▶ **ACTIVITY**: Extract each line of the data and write it out again exactly.

GIVEN ENTRIES: Begin

use crate::math::Vec2;

/// A (possibly) position-dependent acceleration that is
/// fed to the physics world and applied to all dynamic bodies each tick.
pub trait ForceField {
    fn value_at(&self, position: Vec2) -> Vec2;
}

pub struct NoneField;
impl ForceField for NoneField {
    fn value_at(&self, _: Vec2) -> Vec2 {
        Vec2::zero()
    }
}

/// Constant gravity field over all of space.
#[derive(Clone, Copy, Debug, PartialEq)]
#[cfg_attr(feature = "serde-types", derive(serde::Deserialize, serde::Serialize))]
pub struct Gravity(pub Vec2);

impl Default for Gravity {
    /// Downward gravity of 1000 px/s².
    fn default() -> Self {
        Gravity(Vec2::new(0.0, 1000.0))
    }
}

impl ForceField for Gravity {
    fn value_at(&self, _pos: Vec2) -> Vec2 {
        self.0
    }
}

GIVEN ENTRIES: End

▶ **TASK ANSWER**:
use crate::math::Vec2;

/// A (possibly) position-dependent acceleration that is
/// fed to the physics world and applied to all dynamic bodies each tick.
pub trait ForceField {
    fn value_at(&self, position: Vec2) -> Vec2;
}

pub struct NoneField;
impl ForceField for NoneField {
    fn value_at(&self, _: Vec2) -> Vec2 {
        Vec2::zero()
    }
}

/// Constant gravity field over all of space.
#[derive(Clone, Copy, Debug, PartialEq)]
#[cfg_attr(feature = "serde-types", derive(serde::Deserialize, serde::Serialize))]
pub struct Gravity(pub Vec2);

impl Default for Gravity {
    /// Downward gravity of 1000 px/s².
    fn default() -> Self {
        Gravity(Vec2::new(0.0, 1000.0))
    }
}

impl ForceField for Gravity {
    fn value_at(&self, _pos: Vec2) -> Vec2 {
        self.0
    }
}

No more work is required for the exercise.